Is the Pound's Recovery Already Stalling? What's Next for the Euro and Dollar?

Is the Pound's Recovery Already Stalling? What's Next for the Euro and Dollar?

Impact on GBP: GBP faces limited upside amid Fed hawkishness

GBP/USD extends the recovery to near $1.2440 during the early European session on Monday. However, the potential upside seems limited amid the Federal Reserve's (Fed) hawkish stance. Later on Monday, investors await the Fed’s Governor Lisa Cook speech for more cues about the US interest rate outlook this year.

GBP/EUR remains above the €1.2000 support level, reinforcing it as a near-term base likely to hold firm.

As the first full trading week of 2025 begins, technical indicators are largely neutral, with higher trading volumes and fresh economic data expected to shape the market after the holiday lull.

Since December 20, GBP/EUR has traded within a narrow range of €1.2016 to €1.2100 amid reduced activity. This creates a relatively static outlook, with the nine-day Exponential Moving Average (EMA) flat at €1.2060, near the current spot rate and aligned with the 21-day EMA.

No Major Data.


Impact on EUR: Looking for a lifeline

EUR/USD gained some ground on Friday, as anticipated. From a valuation perspective, there is still short-term upside potential, with the pair currently reflecting a risk premium of approximately 1.5-2.0%.

However, the modest re-tightening of the EUR:USD short-term swap spread may not be enough to sustain a move back to the $1.0400 level. Without positive developments in the Eurozone growth outlook, any rebound in EUR/USD is likely to be short-lived, with risks skewed towards the $1.0200 area in the coming weeks.

Rising gas prices following the Ukraine pipeline shutdown, combined with growing protectionism concerns, add further pressure on the Euro. This week’s focus will shift to December inflation data, with Eurozone CPI expected to rise from 2.2% to 2.4% and core inflation remaining at 2.7%. A significant upside surprise could challenge market expectations of four ECB rate cuts this year and provide some stabilisation for the Euro.

No Major Data.


Impact on USD: The rally could slow down

The Christmas period was quiet for FX markets, but the Dollar stayed resilient, defying seasonal weakness and a brief rally in US Treasuries. The new year began with renewed Dollar strength, pressuring European currencies.

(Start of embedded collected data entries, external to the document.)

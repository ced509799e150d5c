//! Driver-level failures. Each one ends the process with exit code 1.

use thiserror::Error;

#[derive(Debug, Error)]
pub enum CliError {
    #[error("Usage: loxc tokenize <filename>")]
    Usage,

    #[error("Unknown command: {0}")]
    UnknownCommand(String),

    #[error("cannot find file '{path}'")]
    NotFound { path: String },

    #[error("permission denied reading '{path}'")]
    PermissionDenied { path: String },

    #[error("error reading '{path}': {source}")]
    Read {
        path: String,
        #[source]
        source: std::io::Error,
    },

    /// Writing token or diagnostic output failed (e.g. a closed pipe).
    #[error("error writing output: {0}")]
    Write(#[from] std::io::Error),
}

impl CliError {
    /// Process exit code for driver failures.
    pub const EXIT_CODE: u8 = 1;
}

As normal market conditions resume, improved FX liquidity may ease the Dollar’s momentum, aligning it with a slightly weakened rate advantage. While technicals suggest the rally may be overextended, Trump’s upcoming inauguration and strong January-February seasonality should sustain Dollar support.

This week’s focus shifts to data. The hawkish December FOMC raised the bar for Dollar weakness, with steady rate cut expectations (12bp for March, 17bp for May, 25bp for June). Renewed inflation concerns from FOMC members Daly and Kugler further bolster the Dollar.

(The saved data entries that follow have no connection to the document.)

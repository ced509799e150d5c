//! Single-pass scanner producing [`Token`]s and [`LexError`]s.
//!
//! # Design
//!
//! Main dispatch decodes one code point and matches on it. Each arm calls a
//! focused method that advances the cursor and pushes at most one token.
//! The sub-scanners (string, number, identifier, line comment) are entered
//! only from dispatch and always return to it; none of them nests.
//!
//! Errors never abort the scan. They are collected alongside the tokens and
//! returned together in a [`ScanOutput`].

use lox_lexer_core::char_class::{is_alpha, is_alpha_numeric, is_digit};
use lox_lexer_core::Cursor;

use crate::{keywords, number, ExitStatus, LexError, Literal, Token, TokenKind};

/// Result of scanning one buffer.
#[derive(Clone, Debug, Default, PartialEq, Eq)]
pub struct ScanOutput {
    /// Tokens in source order, always ending with exactly one `Eof`.
    pub tokens: Vec<Token>,
    /// Lexical errors in encounter order.
    pub errors: Vec<LexError>,
}

impl ScanOutput {
    /// Whether any lexical error occurred anywhere in the buffer.
    pub fn had_error(&self) -> bool {
        !self.errors.is_empty()
    }

    /// Process exit status for this scan.
    pub fn exit_status(&self) -> ExitStatus {
        if self.had_error() {
            ExitStatus::LexError
        } else {
            ExitStatus::Success
        }
    }
}

/// One-shot scanner over a cursor.
///
/// [`scan`](Self::scan) consumes the scanner, so an instance runs exactly
/// one scan and cannot be resumed.
pub struct Scanner<'a> {
    cursor: Cursor<'a>,
    tokens: Vec<Token>,
    errors: Vec<LexError>,
}

impl<'a> Scanner<'a> {
    /// Create a scanner positioned at the cursor.
    pub fn new(cursor: Cursor<'a>) -> Self {
        Self {
            cursor,
            tokens: Vec::new(),
            errors: Vec::new(),
        }
    }

    /// Scan to the end of input.
    #[tracing::instrument(level = "debug", skip_all, fields(len = self.cursor.source_len()))]
    pub fn scan(mut self) -> ScanOutput {
        while !self.cursor.is_eof() {
            self.scan_token();
        }
        self.tokens.push(Token::eof());

        tracing::debug!(
            tokens = self.tokens.len(),
            errors = self.errors.len(),
            lines = self.cursor.line(),
            "scan complete"
        );

        ScanOutput {
            tokens: self.tokens,
            errors: self.errors,
        }
    }

    fn scan_token(&mut self) {
        let start = self.cursor.pos();
        match self.cursor.advance_char() {
            '(' => self.single(start, TokenKind::LeftParen),
            ')' => self.single(start, TokenKind::RightParen),
            '{' => self.single(start, TokenKind::LeftBrace),
            '}' => self.single(start, TokenKind::RightBrace),
            ',' => self.single(start, TokenKind::Comma),
            '.' => self.single(start, TokenKind::Dot),
            '-' => self.single(start, TokenKind::Minus),
            '+' => self.single(start, TokenKind::Plus),
            ';' => self.single(start, TokenKind::Semicolon),
            '*' => self.single(start, TokenKind::Star),
            '!' => self.with_equal(start, TokenKind::Bang, TokenKind::BangEqual),
            '=' => self.with_equal(start, TokenKind::Equal, TokenKind::EqualEqual),
            '<' => self.with_equal(start, TokenKind::Less, TokenKind::LessEqual),
            '>' => self.with_equal(start, TokenKind::Greater, TokenKind::GreaterEqual),
            '/' => self.slash_or_comment(start),
            '"' => self.string(start),
            // The cursor already counted the newline.
            ' ' | '\t' | '\r' | '\n' => {}
            c if is_digit(c) => self.number(start),
            c if is_alpha(c) => self.identifier(start),
            c => self.error(LexError::unexpected_character(c, self.cursor.line())),
        }
    }

    // ─── Punctuation & Operators ─────────────────────────────────────

    fn single(&mut self, start: u32, kind: TokenKind) {
        self.push(start, kind, None);
    }

    /// `!` `=` `<` `>`, each optionally followed by `=`.
    fn with_equal(&mut self, start: u32, one: TokenKind, two: TokenKind) {
        let kind = if self.cursor.eat(b'=') { two } else { one };
        self.push(start, kind, None);
    }

    // ─── Comments ────────────────────────────────────────────────────

    fn slash_or_comment(&mut self, start: u32) {
        if self.cursor.eat(b'/') {
            self.cursor.eat_until_newline_or_eof();
        } else {
            self.push(start, TokenKind::Slash, None);
        }
    }

    // ─── Literals ────────────────────────────────────────────────────

    /// Strings end at the next `"` on the same line. The newline that
    /// terminates an unclosed string is left for dispatch to consume.
    fn string(&mut self, start: u32) {
        let line = self.cursor.line();
        if self.cursor.skip_to_string_delim() == b'"' {
            let content = self.cursor.slice_from(start + 1).into_owned();
            self.cursor.advance();
            self.push(start, TokenKind::String, Some(Literal::Str(content)));
        } else {
            self.error(LexError::unterminated_string(line));
        }
    }

    /// `d+` with an optional `.d+`. A `.` not followed by a digit is left
    /// for the next dispatch step.
    fn number(&mut self, start: u32) {
        self.cursor.eat_while(|b| is_digit(b.into()));
        if self.cursor.current() == b'.' && is_digit(self.cursor.peek().into()) {
            self.cursor.advance();
            self.cursor.eat_while(|b| is_digit(b.into()));
        }
        let lexeme = self.cursor.slice_from(start);
        let literal = Literal::Num(number::canonicalize(&lexeme));
        self.push(start, TokenKind::Number, Some(literal));
    }

    fn identifier(&mut self, start: u32) {
        self.cursor.eat_while(|b| is_alpha_numeric(b.into()));
        let lexeme = self.cursor.slice_from(start);
        let kind = keywords::lookup(&lexeme).unwrap_or(TokenKind::Identifier);
        self.push(start, kind, None);
    }

    // ─── Output ──────────────────────────────────────────────────────

    fn push(&mut self, start: u32, kind: TokenKind, literal: Option<Literal>) {
        let lexeme = self.cursor.slice_from(start);
        self.tokens.push(Token::new(kind, lexeme, literal));
    }

    fn error(&mut self, err: LexError) {
        tracing::trace!(line = err.line, kind = %err.kind, "recovered lexical error");
        self.errors.push(err);
    }
}
//! `loxc`: command-line driver for the Lox scanner.
//!
//! ```text
//! loxc tokenize <filename>
//! ```
//!
//! Tokens are written to stdout and lexical errors to stderr. The exit code
//! is 0 on success, 65 if any lexical error occurred, and 1 for driver
//! failures (bad usage, unreadable file).
//!
//! # Tracing
//!
//! Set `RUST_LOG` (e.g. `RUST_LOG=lox_lexer=debug`) to enable tracing output
//! on stderr. Without it no subscriber is installed.

pub mod commands;
mod error;

use std::io::Write;
use std::sync::Once;

pub use error::CliError;
use lox_lexer::ExitStatus;

static TRACING_INIT: Once = Once::new();

/// Initialize tracing for debug output.
///
/// Safe to call multiple times. Only installs a subscriber when `RUST_LOG`
/// is set, and always writes to stderr so stdout stays the token stream.
pub fn init_tracing() {
    TRACING_INIT.call_once(|| {
        use tracing_subscriber::{fmt, prelude::*, EnvFilter};

        if std::env::var("RUST_LOG").is_ok() {
            let filter = EnvFilter::from_default_env();
            tracing_subscriber::registry()
                .with(
                    fmt::layer()
                        .with_writer(std::io::stderr)
                        .with_target(true)
                        .with_level(true),
                )
                .with(filter)
                .init();
        }
    });
}

/// Run the CLI with `args` (including the program name at index 0).
pub fn run(
    args: &[String],
    out: &mut impl Write,
    err: &mut impl Write,
) -> Result<ExitStatus, CliError> {
    let Some(command) = args.get(1) else {
        return Err(CliError::Usage);
    };

    match command.as_str() {
        "tokenize" => {
            let Some(path) = args.get(2) else {
                return Err(CliError::Usage);
            };
            tracing::debug!(%path, "tokenizing file");
            let source = commands::read_file(path)?;
            Ok(commands::tokenize(&source, out, err)?)
        }
        other => Err(CliError::UnknownCommand(other.to_string())),
    }
}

Friday’s US jobs report is key, with payrolls forecast at 140k and unemployment at 4.2%, aligning with gradual labour market cooling factored into the Fed’s 2025 rate cut projections. Other key releases include JOLTS data, ISM services, and FOMC minutes.

Technicals suggest a pause, but strong dip-buying should keep the DXY target of 110.0 within reach.

No Major Data.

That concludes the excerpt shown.